Doch eigentlich sind die Kisten in Markus‘ Neubauwohnung schon gepackt für den erhofften Umzug nach Berlin. Auf den Feldern, beim Joggen und Autofahren befällt Markus immer wieder die Sehnsucht nach einem Leben fernab der Provinz, wo sein Job ‚mini‘ ist und er sich die Zeit mit einem gelegentlichen Grindr-Date vertreibt. In Tagträumen erscheint ihm eine Schar schillernder Dämonen als Vorboten einer urbanen Wahlfamilie, die ihn aus seiner Einsamkeit befreit.
Als sich Almas gesundheitlicher Zustand verschlechtert und er sich in den jungen Fernsehtechniker Duc verliebt, muss sich Markus entscheiden, wo er in Zukunft leben möchte.
REGIESTATEMENT – Johannes Maria Schmit
Der vorliegende Film ist der Versuch einer Übersetzung ohne Verallgemeinerung. Er bemüht sich die Lebenswelt einer sehr besonderen Figur in allen Aspekten sichtbar zu machen, ohne gleichzeitig den Abgleich mit einer dazu in Konflikt stehenden Norm zu suchen. Nach Möglichkeit haben wir das Genre des Coming-Out-Dramas umschifft und stattdessen versucht Menschen auf dem Land in konkreten Beziehungen und in immer-neuen Alltagen zu zeigen. Inspiriert von der Zeitlichkeit der Landschaft, in der der Film spielt, werden Wendepunkte entsprechend nicht scharfkantig dramatisiert, sondern gleichsam sanft von Hügel zu Hügel getragen. Commitment und Fürsorge sind die ethischen Werte innerhalb der Erzählung, die dieser Ästhetik zu Grunde liegen.
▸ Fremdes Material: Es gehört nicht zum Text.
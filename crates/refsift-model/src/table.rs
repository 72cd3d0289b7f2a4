use std::collections::HashSet;

use crate::{ColumnName, ModelError};

/// A single cell: either text or explicitly absent.
#[derive(Debug, Clone, PartialEq, Eq, serde::Serialize, serde::Deserialize)]
#[serde(tag = "kind", content = "value")]
pub enum CellValue {
    Text(String),
    Missing,
}

impl CellValue {
    /// Wrap a string, treating the empty string as [`CellValue::Missing`].
    ///
    /// Delimited text has no way to distinguish an empty field from an
    /// absent one, so the model collapses the two at the boundary.
    pub fn from_field(value: impl Into<String>) -> Self {
        let value = value.into();
        if value.is_empty() {
            Self::Missing
        } else {
            Self::Text(value)
        }
    }

    pub fn as_text(&self) -> Option<&str> {
        match self {
            Self::Text(value) => Some(value),
            Self::Missing => None,
        }
    }

    pub fn is_missing(&self) -> bool {
        matches!(self, Self::Missing)
    }
}

/// An in-memory table: uniquely named columns in first-seen order, plus
/// ordered rows holding exactly one cell per column.
#[derive(Debug, Clone, PartialEq, serde::Serialize, serde::Deserialize)]
pub struct Table {
    columns: Vec<ColumnName>,
    rows: Vec<Vec<CellValue>>,
}

impl Table {
    /// Create an empty table with the given header.
    pub fn new(columns: Vec<ColumnName>) -> Result<Self, ModelError> {
        let mut seen = HashSet::new();
        for column in &columns {
            if !seen.insert(column.clone()) {
                return Err(ModelError::DuplicateColumn {
                    column: column.as_str().to_string(),
                });
            }
        }
        Ok(Self {
            columns,
            rows: Vec::new(),
        })
    }

    /// Append a row. The row must carry exactly one cell per column.
    pub fn push_row(&mut self, cells: Vec<CellValue>) -> Result<(), ModelError> {
        if cells.len() != self.columns.len() {
            return Err(ModelError::RowWidthMismatch {
                expected: self.columns.len(),
                actual: cells.len(),
            });
        }
        self.rows.push(cells);
        Ok(())
    }

    pub fn columns(&self) -> &[ColumnName] {
        &self.columns
    }

    pub fn rows(&self) -> &[Vec<CellValue>] {
        &self.rows
    }

    pub fn n_rows(&self) -> usize {
        self.rows.len()
    }

    pub fn n_columns(&self) -> usize {
        self.columns.len()
    }

    /// Position of a column by exact name, if present.
    pub fn column_index(&self, name: &str) -> Option<usize> {
        self.columns.iter().position(|column| column == name)
    }
}

#[cfg(test)]
mod tests {
    use super::*;

    fn columns(names: &[&str]) -> Vec<ColumnName> {
        names
            .iter()
            .map(|name| ColumnName::new(*name).unwrap())
            .collect()
    }

    #[test]
    fn rejects_duplicate_columns() {
        let err = Table::new(columns(&["id", "name", "id"])).unwrap_err();
        assert!(matches!(err, ModelError::DuplicateColumn { column } if column == "id"));
    }

    #[test]
    fn rejects_row_width_mismatch() {
        let mut table = Table::new(columns(&["id", "name"])).unwrap();
        let err = table
            .push_row(vec![CellValue::Text("1".to_string())])
            .unwrap_err();
        assert!(matches!(
            err,
            ModelError::RowWidthMismatch {
                expected: 2,
                actual: 1
            }
        ));
        assert_eq!(table.n_rows(), 0);
    }

    #[test]
    fn column_index_is_exact_match() {
        let table = Table::new(columns(&["Id", "Name"])).unwrap();
        assert_eq!(table.column_index("Id"), Some(0));
        assert_eq!(table.column_index("id"), None);
    }

    #[test]
    fn empty_field_becomes_missing() {
        assert_eq!(CellValue::from_field(""), CellValue::Missing);
        assert_eq!(
            CellValue::from_field("x"),
            CellValue::Text("x".to_string())
        );
    }

    #[test]
    fn table_serializes() {
        let mut table = Table::new(columns(&["id"])).unwrap();
        table
            .push_row(vec![CellValue::Text("A".to_string())])
            .unwrap();
        let json = serde_json::to_string(&table).expect("serialize table");
        let round: Table = serde_json::from_str(&json).expect("deserialize table");
        assert_eq!(round, table);
    }
}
Einen Lebensentwurf wie den der Hauptfigur mit Selbstverständlichkeit zu erzählen ohne wiederum dessen Prekarität zu unterschlagen, scheint mir die dramaturgische wie politische Herausforderung der Stunde.
Regisseur: Johannes Maria Schmit
Johannes Maria Schmit wurde 1981 in Trier geboren und studierte Regie an der Hochschule für Schauspielkunst Ernst Busch in der Klasse von Thomas Ostermeier. Seine Abschlussarbeit (2009), mentoriert von René Pollesch, erhielt besondere Auszeichnung. Nach seinem Studium wurde Schmit als Hausregisseur am Centraltheater Leipzig engagiert, wo er maßgeblich an der Konzeption und dem Aufbauteam der Spielstätte SKALA beteiligt war und mit seinen Arbeiten erste Erfolge feierte, u.a. beim Festival radikal jung in München. Die Zusammenarbeiten mit Laurent Chétouane, René Pollesch und Tucké Royale prägen seinen Arbeitsstil. Seit 2011 arbeitet Schmit als freier Regisseur im deutschsprachigen Raum sowie in der schwedischen Theaterszene, vor allem mit der Gruppe Institutet (Malmö/Berlin). Schmits Arbeiten kann regelmäßig am Gorki-Theater in Berlin sehen. Im Februar 2017 gewann er zusammen mit der dänischen Künstlerin Inga Gerner Nielsen den Leipziger Bewegungskunstpreis. Seit Januar 2019 ist Schmit Doktorand an der Kunsthochschule Stockholm / Uniarts. Neubau ist Schmits Debütfilm.